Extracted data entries
/*
[INPUT]:  Modal state, fields, and key events
[OUTPUT]: Modal rendering output and modal action results
[POS]:    TUI UI modal module root
[UPDATE]: When adding field kinds or changing modal focus handling
*/

mod confirm;
mod task_form;

pub(in crate::tui) use confirm::ConfirmModal;
pub(in crate::tui) use task_form::TaskFormModal;

use crossterm::event::KeyCode;
use ratatui::layout::Rect;
use ratatui::style::{Color, Modifier, Style};
use ratatui::text::{Line, Span};
use ratatui::widgets::{Block, Borders, Clear, Paragraph, Wrap};

use crate::tui::runtime::border_style;

pub(in crate::tui) struct Modal {
    pub(super) title: String,
    pub(super) focus_index: usize,
    pub(super) fields: Vec<Field>,
    /// Shown under the fields in red, e.g. a validation message
    pub(super) error: Option<String>,
}

pub(in crate::tui) enum Field {
    TextInput {
        label: String,
        value: String,
        placeholder: String,
    },
    Text(String),
    Button {
        label: String,
        action: ModalAction,
    },
}

impl Field {
    fn focusable(&self) -> bool {
        !matches!(self, Field::Text(_))
    }
}

#[derive(Clone, Copy, Debug, PartialEq, Eq)]
pub(in crate::tui) enum ModalAction {
    Submit,
    Cancel,
    None,
}

pub(in crate::tui) fn draw_modal(frame: &mut ratatui::Frame, area: Rect, modal: &Modal) {
    frame.render_widget(Clear, area);

    let block = Block::default()
        .borders(Borders::ALL)
        .border_style(border_style())
        .title(modal.title.as_str());
    let inner = block.inner(area);
    frame.render_widget(block, area);

    let mut lines: Vec<Line> = Vec::new();
    for (index, field) in modal.fields.iter().enumerate() {
        let focused = index == modal.focus_index;
        let style = if focused {
            Style::default().add_modifier(Modifier::REVERSED)
        } else {
            Style::default()
        };
        let line = match field {
            Field::TextInput {
                label,
                value,
                placeholder,
            } => {
                let shown = if value.is_empty() && !focused {
                    Span::styled(placeholder.clone(), Style::default().fg(Color::DarkGray))
                } else {
                    Span::styled(value.clone(), style)
                };
                Line::from(vec![Span::raw(format!("{label}: ")), shown])
            }
            Field::Text(text) => Line::from(Span::raw(text.clone())),
            Field::Button { label, .. } => Line::from(Span::styled(format!("[{label}]"), style)),
        };
        lines.push(line);
        lines.push(Line::default());
    }
    if let Some(error) = modal.error.as_deref() {
        lines.push(Line::from(Span::styled(
            error.to_string(),
            Style::default().fg(Color::LightRed).add_modifier(Modifier::BOLD),
        )));
    }

    let paragraph = Paragraph::new(lines).wrap(Wrap { trim: false });
    frame.render_widget(paragraph, inner);
}

fn move_focus(modal: &mut Modal, forward: bool) {
    let len = modal.fields.len();
    if len == 0 {
        return;
    }
    let mut index = modal.focus_index;
    for _ in 0..len {
        index = if forward {
            (index + 1) % len
        } else {
            (index + len - 1) % len
        };
        if modal.fields[index].focusable() {
            modal.focus_index = index;
            return;
        }
    }
}

pub(in crate::tui) fn handle_modal_key(modal: &mut Modal, key: KeyCode) -> ModalAction {
    match key {
        KeyCode::Esc => ModalAction::Cancel,
        KeyCode::Tab | KeyCode::Down => {
            move_focus(modal, true);
            ModalAction::None
        }
        KeyCode::BackTab | KeyCode::Up => {
            move_focus(modal, false);
            ModalAction::None
        }
        KeyCode::Backspace => {
            if let Some(Field::TextInput { value, .. }) = modal.fields.get_mut(modal.focus_index) {
                value.pop();
            }
            ModalAction::None
        }
        KeyCode::Char(ch) => {
            if let Some(Field::TextInput { value, .. }) = modal.fields.get_mut(modal.focus_index) {
                value.push(ch);
            }
            ModalAction::None
        }
        KeyCode::Enter => match modal.fields.get(modal.focus_index) {
            Some(Field::Button { action, .. }) => *action,
            // Enter in a text field jumps to the next one
            Some(Field::TextInput { .. }) => {
                move_focus(modal, true);
                ModalAction::None
            }
            _ => ModalAction::None,
        },
        _ => ModalAction::None,
    }
}
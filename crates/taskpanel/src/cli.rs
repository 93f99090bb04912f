/*
[INPUT]:  Parsed subcommand, controller wired to the task API
[OUTPUT]: Plain-text task listings, command output, notifications on stderr
[POS]:    Scripting CLI - one-shot controller actions
[UPDATE]: When adding subcommands or changing their output
*/

use anyhow::{Context, Result, anyhow};
use async_trait::async_trait;
use clap::Subcommand;
use dialoguer::theme::ColorfulTheme;
use unicode_width::UnicodeWidthStr;

use taskpanel::output::OutputView;
use taskpanel::{Confirm, ConfirmRequest, Controller, Decision, NotificationCenter, ViewState};
use taskpanel_client::{Task, TaskClient};

#[derive(Subcommand, Debug)]
pub enum Command {
    /// List all tasks
    List,
    /// Search tasks by name
    Search { name: String },
    /// Run a task's command and print the latest execution
    Run { id: String },
    /// Delete a task after confirmation
    Delete {
        id: String,
        /// Skip the confirmation prompt
        #[arg(long)]
        yes: bool,
    },
}

/// Runs one command. Returns `false` when the action reported an error.
pub async fn run_command(
    command: Command,
    controller: &Controller<TaskClient, NotificationCenter>,
) -> Result<bool> {
    let state = ViewState::default();
    let _final_state = match command {
        Command::List => {
            let state = controller.load(state).await;
            print_tasks(&state.tasks);
            state
        }
        Command::Search { name } => {
            let state = controller.search(state, &name).await;
            print_tasks(&state.tasks);
            state
        }
        Command::Run { id } => {
            let state = controller.load(state).await;
            let task = find_task(&state, &id).inspect_err(|_| report(controller.notifier()))?;
            let state = controller.run(state, &task).await;
            if let Some(selected) = state.selected_task_for_output.as_ref() {
                println!("{}", OutputView::from_task(selected).to_text());
            }
            state
        }
        Command::Delete { id, yes } => {
            let state = controller.load(state).await;
            let task = find_task(&state, &id).inspect_err(|_| report(controller.notifier()))?;
            if yes {
                controller.delete(state, &task, &mut Decision::Confirmed).await
            } else {
                controller.delete(state, &task, &mut PromptConfirm).await
            }
        }
    };

    let notifications = controller.notifier();
    report(notifications);
    Ok(!notifications.has_errors())
}

/// Flush collected notifications to stderr.
fn report(notifications: &NotificationCenter) {
    for notification in notifications.snapshot() {
        eprintln!("{notification}");
    }
}

fn find_task(state: &ViewState, id: &str) -> Result<Task> {
    state
        .tasks
        .iter()
        .find(|task| task.id.as_deref() == Some(id))
        .cloned()
        .ok_or_else(|| anyhow!("task not found: {id}"))
}

fn print_tasks(tasks: &[Task]) {
    if tasks.is_empty() {
        println!("No tasks found");
        return;
    }
    let id_width = column_width(tasks.iter().map(|t| t.id.as_deref().unwrap_or("-")), "ID");
    let name_width = column_width(tasks.iter().map(|t| t.name.as_str()), "NAME");
    let owner_width = column_width(tasks.iter().map(|t| t.owner.as_str()), "OWNER");
    let server_width = column_width(tasks.iter().map(|t| t.server_name.as_str()), "SERVER");

    println!(
        "{}  {}  {}  {}  COMMAND",
        pad("ID", id_width),
        pad("NAME", name_width),
        pad("OWNER", owner_width),
        pad("SERVER", server_width)
    );
    for task in tasks {
        println!(
            "{}  {}  {}  {}  {}",
            pad(task.id.as_deref().unwrap_or("-"), id_width),
            pad(&task.name, name_width),
            pad(&task.owner, owner_width),
            pad(&task.server_name, server_width),
            task.command
        );
    }
}

fn column_width<'a>(values: impl Iterator<Item = &'a str>, header: &str) -> usize {
    values
        .map(UnicodeWidthStr::width)
        .chain(std::iter::once(header.width()))
        .max()
        .unwrap_or(0)
}

fn pad(text: &str, width: usize) -> String {
    let fill = width.saturating_sub(text.width());
    format!("{text}{}", " ".repeat(fill))
}

/// Terminal yes/no prompt, defaulting to "no".
struct PromptConfirm;

#[async_trait]
impl Confirm for PromptConfirm {
    async fn confirm(&mut self, request: &ConfirmRequest) -> Decision {
        let prompt = format!("{} {}", request.title, request.content);
        let answer = tokio::task::spawn_blocking(move || {
            let theme = ColorfulTheme::default();
            dialoguer::Confirm::with_theme(&theme)
                .with_prompt(prompt)
                .default(false)
                .interact()
                .context("read confirmation")
        })
        .await;
        match answer {
            Ok(Ok(true)) => Decision::Confirmed,
            Ok(Ok(false)) => Decision::Cancelled,
            Ok(Err(err)) => {
                tracing::warn!(error = %err, "confirmation prompt failed; treating as cancelled");
                Decision::Cancelled
            }
            Err(err) => {
                tracing::warn!(error = %err, "confirmation prompt panicked; treating as cancelled");
                Decision::Cancelled
            }
        }
    }
}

● **Exercise goal**: From the first line of the records above down to the line containing "frame.render_widget(Clear, area);", repeat each line exactly as written. Include both of those lines and add nothing.

● **Answer for this exercise**:
/*
[INPUT]:  Modal state, fields, and key events
[OUTPUT]: Modal rendering output and modal action results
[POS]:    TUI UI modal module root
[UPDATE]: When adding field kinds or changing modal focus handling
*/

mod confirm;
mod task_form;

pub(in crate::tui) use confirm::ConfirmModal;
pub(in crate::tui) use task_form::TaskFormModal;

use crossterm::event::KeyCode;
use ratatui::layout::Rect;
use ratatui::style::{Color, Modifier, Style};
use ratatui::text::{Line, Span};
use ratatui::widgets::{Block, Borders, Clear, Paragraph, Wrap};

use crate::tui::runtime::border_style;

pub(in crate::tui) struct Modal {
    pub(super) title: String,
    pub(super) focus_index: usize,
    pub(super) fields: Vec<Field>,
    /// Shown under the fields in red, e.g. a validation message
    pub(super) error: Option<String>,
}

pub(in crate::tui) enum Field {
    TextInput {
        label: String,
        value: String,
        placeholder: String,
    },
    Text(String),
    Button {
        label: String,
        action: ModalAction,
    },
}

impl Field {
    fn focusable(&self) -> bool {
        !matches!(self, Field::Text(_))
    }
}

#[derive(Clone, Copy, Debug, PartialEq, Eq)]
pub(in crate::tui) enum ModalAction {
    Submit,
    Cancel,
    None,
}

pub(in crate::tui) fn draw_modal(frame: &mut ratatui::Frame, area: Rect, modal: &Modal) {
    frame.render_widget(Clear, area);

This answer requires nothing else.